Work to complete
Search term "derive": copy each line of the records that contains it.

Dataset entries
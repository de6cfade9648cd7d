//! Editor Commands
//!
//! [`Command`] is the closed set of actions a host can ask the editor
//! surface to perform. Each variant carries exactly the payload it needs,
//! so there is no runtime type checking once a command has been built.
//!
//! Hosts that speak JSON send a [`CommandRequest`] (`{"action": ...,
//! "data": {...}}`) which is converted with `Command::try_from`. Unknown
//! actions and malformed payloads become `Error::InvalidCommand`.

use crate::error::{Error, Result};
use serde::{Deserialize, Serialize};
use serde_json::{Map, Value};

// ─────────────────────────────────────────────────────────────────────────────
// Command Enum
// ─────────────────────────────────────────────────────────────────────────────

/// A single editor action.
#[derive(Debug, Clone, PartialEq, Eq)]
pub enum Command {
    /// Wrap the selection with `**`
    ToggleBold,
    /// Wrap the selection with `*`
    ToggleItalic,
    /// Wrap the selection with `~~`
    ToggleStrikethrough,
    /// Wrap the selection with `<u>` / `</u>`
    ToggleUnderline,
    /// Wrap the selection with backticks
    ToggleInlineCode,
    /// Insert a heading marker (level 1-6)
    InsertHeading { level: u8 },
    /// Insert a bullet (`- `) or numbered (`1. `) list marker
    InsertList { ordered: bool },
    /// Insert `> `
    InsertBlockquote,
    /// Insert an empty fenced code block and put the caret inside it
    InsertCodeBlock,
    /// Wrap the selection as a link; the host is prompted when `url` is `None`
    InsertLink { url: Option<String> },
    /// Insert `![](src)` at the caret
    InsertImage { src: String },
    /// Insert literal text at the caret
    InsertText { text: String },
    /// Replace the whole document
    SetContent { text: String },
    /// Read the whole document
    GetContent,
    /// Handled by the host's native editing history
    Undo,
    /// Handled by the host's native editing history
    Redo,
}

impl Command {
    /// Canonical action name, as used on the wire.
    pub fn action_name(&self) -> &'static str {
        match self {
            Self::ToggleBold => "toggleBold",
            Self::ToggleItalic => "toggleItalic",
            Self::ToggleStrikethrough => "toggleStrikethrough",
            Self::ToggleUnderline => "toggleUnderline",
            Self::ToggleInlineCode => "toggleInlineCode",
            Self::InsertHeading { .. } => "insertHeading",
            Self::InsertList { .. } => "insertList",
            Self::InsertBlockquote => "insertBlockquote",
            Self::InsertCodeBlock => "insertCodeBlock",
            Self::InsertLink { .. } => "insertLink",
            Self::InsertImage { .. } => "insertImage",
            Self::InsertText { .. } => "insertText",
            Self::SetContent { .. } => "setContent",
            Self::GetContent => "getContent",
            Self::Undo => "undo",
            Self::Redo => "redo",
        }
    }
}

// ─────────────────────────────────────────────────────────────────────────────
// Wire Format
// ─────────────────────────────────────────────────────────────────────────────

/// JSON form of a command: an action name plus an optional payload map.
#[derive(Debug, Clone, Default, PartialEq, Serialize, Deserialize)]
pub struct CommandRequest {
    pub action: String,
    #[serde(default, skip_serializing_if = "Option::is_none")]
    pub data: Option<Map<String, Value>>,
}

impl CommandRequest {
    /// A request without payload.
    pub fn new(action: impl Into<String>) -> Self {
        Self {
            action: action.into(),
            data: None,
        }
    }

    /// Add one payload entry.
    pub fn with(mut self, key: &str, value: impl Into<Value>) -> Self {
        self.data
            .get_or_insert_with(Map::new)
            .insert(key.to_string(), value.into());
        self
    }

    fn value(&self, key: &str) -> Option<&Value> {
        self.data.as_ref().and_then(|data| data.get(key))
    }

    fn string(&self, keys: &[&str]) -> Result<String> {
        keys.iter()
            .find_map(|key| self.value(key))
            .and_then(Value::as_str)
            .map(str::to_string)
            .ok_or_else(|| {
                Error::invalid_command(format!("{} requires string '{}'", self.action, keys[0]))
            })
    }

    fn optional_string(&self, key: &str) -> Result<Option<String>> {
        match self.value(key) {
            None | Some(Value::Null) => Ok(None),
            Some(Value::String(s)) => Ok(Some(s.clone())),
            Some(_) => Err(Error::invalid_command(format!(
                "{}: '{}' must be a string",
                self.action, key
            ))),
        }
    }

    fn flag(&self, key: &str) -> Result<bool> {
        match self.value(key) {
            None | Some(Value::Null) => Ok(false),
            Some(Value::Bool(b)) => Ok(*b),
            Some(_) => Err(Error::invalid_command(format!(
                "{}: '{}' must be a boolean",
                self.action, key
            ))),
        }
    }

    fn level(&self) -> Result<u8> {
        self.value("level")
            .and_then(Value::as_u64)
            .filter(|level| (1..=6).contains(level))
            .map(|level| level as u8)
            .ok_or_else(|| Error::invalid_command("insertHeading requires level 1-6"))
    }
}

impl TryFrom<CommandRequest> for Command {
    type Error = Error;

    /// Accepts the canonical action names and the short forms `bold`,
    /// `italic`, `strike`, `underline`, `inlineCode`, `heading1`-`heading3`,
    /// `insertOrderedList`, `blockquote`, `codeBlock` and `link`.
    fn try_from(request: CommandRequest) -> Result<Self> {
        let command = match request.action.as_str() {
            "toggleBold" | "bold" => Command::ToggleBold,
            "toggleItalic" | "italic" => Command::ToggleItalic,
            "toggleStrikethrough" | "strike" => Command::ToggleStrikethrough,
            "toggleUnderline" | "underline" => Command::ToggleUnderline,
            "toggleInlineCode" | "inlineCode" => Command::ToggleInlineCode,
            "insertHeading" => Command::InsertHeading {
                level: request.level()?,
            },
            "heading1" => Command::InsertHeading { level: 1 },
            "heading2" => Command::InsertHeading { level: 2 },
            "heading3" => Command::InsertHeading { level: 3 },
            "insertList" => Command::InsertList {
                ordered: request.flag("ordered")?,
            },
            "insertOrderedList" => Command::InsertList { ordered: true },
            "insertBlockquote" | "blockquote" => Command::InsertBlockquote,
            "insertCodeBlock" | "codeBlock" => Command::InsertCodeBlock,
            "insertLink" | "link" => Command::InsertLink {
                url: request.optional_string("url")?,
            },
            "insertImage" => Command::InsertImage {
                src: request.string(&["src"])?,
            },
            "insertText" => Command::InsertText {
                text: request.string(&["text"])?,
            },
            "setContent" => Command::SetContent {
                text: request.string(&["text", "html", "markdown"])?,
            },
            "getContent" => Command::GetContent,
            "undo" => Command::Undo,
            "redo" => Command::Redo,
            other => return Err(Error::invalid_command(format!("unknown action '{}'", other))),
        };
        Ok(command)
    }
}

// ─────────────────────────────────────────────────────────────────────────────
// Tests
// ─────────────────────────────────────────────────────────────────────────────

#[cfg(test)]
mod tests {
    use super::*;

    fn parse(json: &str) -> Result<Command> {
        let request: CommandRequest = serde_json::from_str(json)?;
        Command::try_from(request)
    }

    #[test]
    fn test_parse_simple_actions() {
        assert_eq!(parse(r#"{"action":"toggleBold"}"#).unwrap(), Command::ToggleBold);
        assert_eq!(parse(r#"{"action":"italic"}"#).unwrap(), Command::ToggleItalic);
        assert_eq!(parse(r#"{"action":"undo"}"#).unwrap(), Command::Undo);
        assert_eq!(parse(r#"{"action":"getContent"}"#).unwrap(), Command::GetContent);
    }

    #[test]
    fn test_parse_heading_level() {
        assert_eq!(
            parse(r#"{"action":"insertHeading","data":{"level":3}}"#).unwrap(),
            Command::InsertHeading { level: 3 }
        );
        assert_eq!(
            parse(r#"{"action":"heading2"}"#).unwrap(),
            Command::InsertHeading { level: 2 }
        );
    }

    #[test]
    fn test_heading_level_out_of_range_is_invalid() {
        let err = parse(r#"{"action":"insertHeading","data":{"level":9}}"#).unwrap_err();
        assert!(matches!(err, Error::InvalidCommand(_)));
        let err = parse(r#"{"action":"insertHeading"}"#).unwrap_err();
        assert!(matches!(err, Error::InvalidCommand(_)));
    }

    #[test]
    fn test_parse_list_variants() {
        assert_eq!(
            parse(r#"{"action":"insertList"}"#).unwrap(),
            Command::InsertList { ordered: false }
        );
        assert_eq!(
            parse(r#"{"action":"insertList","data":{"ordered":true}}"#).unwrap(),
            Command::InsertList { ordered: true }
        );
        assert_eq!(
            parse(r#"{"action":"insertOrderedList"}"#).unwrap(),
            Command::InsertList { ordered: true }
        );
        assert!(parse(r#"{"action":"insertList","data":{"ordered":"yes"}}"#).is_err());
    }

    #[test]
    fn test_parse_payload_commands() {
        assert_eq!(
            parse(r#"{"action":"setContent","data":{"html":"<p>Hi</p>"}}"#).unwrap(),
            Command::SetContent {
                text: "<p>Hi</p>".to_string()
            }
        );
        assert_eq!(
            parse(r#"{"action":"insertImage","data":{"src":"a.png"}}"#).unwrap(),
            Command::InsertImage {
                src: "a.png".to_string()
            }
        );
        assert_eq!(
            parse(r#"{"action":"insertLink"}"#).unwrap(),
            Command::InsertLink { url: None }
        );
    }

    #[test]
    fn test_payload_with_wrong_type_is_invalid() {
        let err = parse(r#"{"action":"insertText","data":{"text":42}}"#).unwrap_err();
        assert!(matches!(err, Error::InvalidCommand(_)));
        let err = parse(r#"{"action":"insertLink","data":{"url":false}}"#).unwrap_err();
        assert!(matches!(err, Error::InvalidCommand(_)));
    }

    #[test]
    fn test_unknown_action_is_invalid() {
        let err = parse(r#"{"action":"explode"}"#).unwrap_err();
        assert!(matches!(err, Error::InvalidCommand(msg) if msg.contains("explode")));
    }

    #[test]
    fn test_request_builder_roundtrips_through_json() {
        let request = CommandRequest::new("insertText").with("text", "hello");
        let json = serde_json::to_string(&request).unwrap();
        assert!(json.contains(r#""text":"hello""#));
        assert_eq!(
            parse(&json).unwrap(),
            Command::InsertText {
                text: "hello".to_string()
            }
        );
    }

    #[test]
    fn test_action_names_parse_back() {
        let commands = [
            Command::ToggleBold,
            Command::ToggleUnderline,
            Command::InsertBlockquote,
            Command::InsertCodeBlock,
            Command::GetContent,
            Command::Redo,
        ];
        for command in commands {
            let request = CommandRequest::new(command.action_name());
            assert_eq!(Command::try_from(request).unwrap(), command);
        }
    }
}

Solved problem
#[derive(Debug, Clone, PartialEq, Eq)]
#[derive(Debug, Clone, Default, PartialEq, Serialize, Deserialize)]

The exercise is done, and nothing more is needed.